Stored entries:
-----
//! In-memory catalog used by unit tests.

use crate::config::DatabaseType;
use crate::database::result::{
    CellValue, ColumnDescriptor, ForeignKeyDescriptor, RowSet, TableName,
};
use crate::database::traits::CatalogIntrospector;
use crate::discovery::CatalogLookup;
use crate::error::{DatabaseError, DbResult};
use async_trait::async_trait;
use parking_lot::Mutex;

pub(crate) struct FakeTable {
    name: TableName,
    columns: Vec<ColumnDescriptor>,
    primary_keys: Vec<String>,
    foreign_keys: Vec<ForeignKeyDescriptor>,
    row_count: Option<i64>,
    failing: Vec<CatalogLookup>,
}

impl FakeTable {
    pub(crate) fn new(schema: &str, name: &str) -> Self {
        Self {
            name: TableName::new(schema, name),
            columns: Vec::new(),
            primary_keys: Vec::new(),
            foreign_keys: Vec::new(),
            row_count: None,
            failing: Vec::new(),
        }
    }

    pub(crate) fn column(mut self, name: &str, data_type: &str) -> Self {
        self.columns.push(ColumnDescriptor {
            name: name.into(),
            data_type: data_type.into(),
            max_length: None,
            nullable: true,
            default: None,
        });
        self
    }

    pub(crate) fn primary_key(mut self, column: &str) -> Self {
        self.primary_keys.push(column.into());
        self
    }

    pub(crate) fn foreign_key(mut self, column: &str, schema: &str, table: &str, target: &str) -> Self {
        self.foreign_keys.push(ForeignKeyDescriptor {
            column: column.into(),
            references_schema: schema.into(),
            references_table: table.into(),
            references_column: target.into(),
        });
        self
    }

    pub(crate) fn rows(mut self, count: i64) -> Self {
        self.row_count = Some(count);
        self
    }

    pub(crate) fn failing(mut self, lookup: CatalogLookup) -> Self {
        self.failing.push(lookup);
        self
    }

    fn check(&self, lookup: CatalogLookup) -> DbResult<()> {
        if self.failing.contains(&lookup) {
            return Err(DatabaseError::CatalogFailed(format!("{:?} lookup failed for {}", lookup, self.name)));
        }
        Ok(())
    }
}

/// Catalog with canned tables and a canned result for every statement.
pub(crate) struct FakeCatalog {
    engine: DatabaseType,
    tables: Vec<FakeTable>,
    fail_enumeration: bool,
    result_columns: Vec<String>,
    available_rows: usize,
    fetch_error: Option<String>,
    statements: Mutex<Vec<String>>,
}

impl FakeCatalog {
    pub(crate) fn new(engine: DatabaseType) -> Self {
        Self {
            engine,
            tables: Vec::new(),
            fail_enumeration: false,
            result_columns: vec!["id".into(), "city".into()],
            available_rows: 0,
            fetch_error: None,
            statements: Mutex::new(Vec::new()),
        }
    }

    pub(crate) fn table(mut self, table: FakeTable) -> Self {
        self.tables.push(table);
        self
    }

    pub(crate) fn fail_enumeration(mut self) -> Self {
        self.fail_enumeration = true;
        self
    }

    /// Every fetch returns up to `rows` rows with these columns.
    pub(crate) fn result(mut self, columns: &[&str], rows: usize) -> Self {
        self.result_columns = columns.iter().map(|c| c.to_string()).collect();
        self.available_rows = rows;
        self
    }

    pub(crate) fn fetch_error(mut self, message: &str) -> Self {
        self.fetch_error = Some(message.into());
        self
    }

    /// Statements received by `fetch`, in order.
    pub(crate) fn statements(&self) -> Vec<String> {
        self.statements.lock().clone()
    }

    fn find(&self, table: &TableName) -> DbResult<&FakeTable> {
        self.tables
            .iter()
            .find(|t| &t.name == table)
            .ok_or_else(|| DatabaseError::CatalogFailed(format!("no such table {}", table)))
    }
}

#[async_trait]
impl CatalogIntrospector for FakeCatalog {
    fn engine(&self) -> DatabaseType {
        self.engine
    }

    async fn list_base_tables(&self) -> DbResult<Vec<TableName>> {
        if self.fail_enumeration {
            return Err(DatabaseError::CatalogFailed("permission denied for information_schema".into()));
        }
        Ok(self.tables.iter().map(|t| t.name.clone()).collect())
    }

    async fn columns(&self, table: &TableName) -> DbResult<Vec<ColumnDescriptor>> {
        let table = self.find(table)?;
        table.check(CatalogLookup::Columns)?;
        Ok(table.columns.clone())
    }

    async fn primary_keys(&self, table: &TableName) -> DbResult<Vec<String>> {
        let table = self.find(table)?;
        table.check(CatalogLookup::PrimaryKeys)?;
        Ok(table.primary_keys.clone())
    }

    async fn foreign_keys(&self, table: &TableName) -> DbResult<Vec<ForeignKeyDescriptor>> {
        let table = self.find(table)?;
        table.check(CatalogLookup::ForeignKeys)?;
        Ok(table.foreign_keys.clone())
    }

    async fn approximate_row_count(&self, table: &TableName) -> DbResult<Option<i64>> {
        let table = self.find(table)?;
        table.check(CatalogLookup::RowCount)?;
        Ok(table.row_count)
    }

    async fn fetch(&self, sql: &str, max_rows: usize) -> DbResult<RowSet> {
        self.statements.lock().push(sql.to_string());
        if let Some(message) = &self.fetch_error {
            return Err(DatabaseError::QueryFailed(message.clone()));
        }

        let mut rows = RowSet::new(self.result_columns.clone());
        for i in 0..self.available_rows.min(max_rows) {
            let values = self
                .result_columns
                .iter()
                .enumerate()
                .map(|(c, _)| match c {
                    0 => CellValue::Int(i as i64 + 1),
                    _ => CellValue::String(format!("value {}", i + 1)),
                })
                .collect();
            rows.push_values(values);
        }
        Ok(rows)
    }
}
-----
TASK TO CARRY OUT.
Beginning of the records through the line with "pub(crate) fn primary_key(mut": return that span exactly and stop there.

REPLY.
//! In-memory catalog used by unit tests.

use crate::config::DatabaseType;
use crate::database::result::{
    CellValue, ColumnDescriptor, ForeignKeyDescriptor, RowSet, TableName,
};
use crate::database::traits::CatalogIntrospector;
use crate::discovery::CatalogLookup;
use crate::error::{DatabaseError, DbResult};
use async_trait::async_trait;
use parking_lot::Mutex;

pub(crate) struct FakeTable {
    name: TableName,
    columns: Vec<ColumnDescriptor>,
    primary_keys: Vec<String>,
    foreign_keys: Vec<ForeignKeyDescriptor>,
    row_count: Option<i64>,
    failing: Vec<CatalogLookup>,
}

impl FakeTable {
    pub(crate) fn new(schema: &str, name: &str) -> Self {
        Self {
            name: TableName::new(schema, name),
            columns: Vec::new(),
            primary_keys: Vec::new(),
            foreign_keys: Vec::new(),
            row_count: None,
            failing: Vec::new(),
        }
    }

    pub(crate) fn column(mut self, name: &str, data_type: &str) -> Self {
        self.columns.push(ColumnDescriptor {
            name: name.into(),
            data_type: data_type.into(),
            max_length: None,
            nullable: true,
            default: None,
        });
        self
    }

    pub(crate) fn primary_key(mut self, column: &str) -> Self {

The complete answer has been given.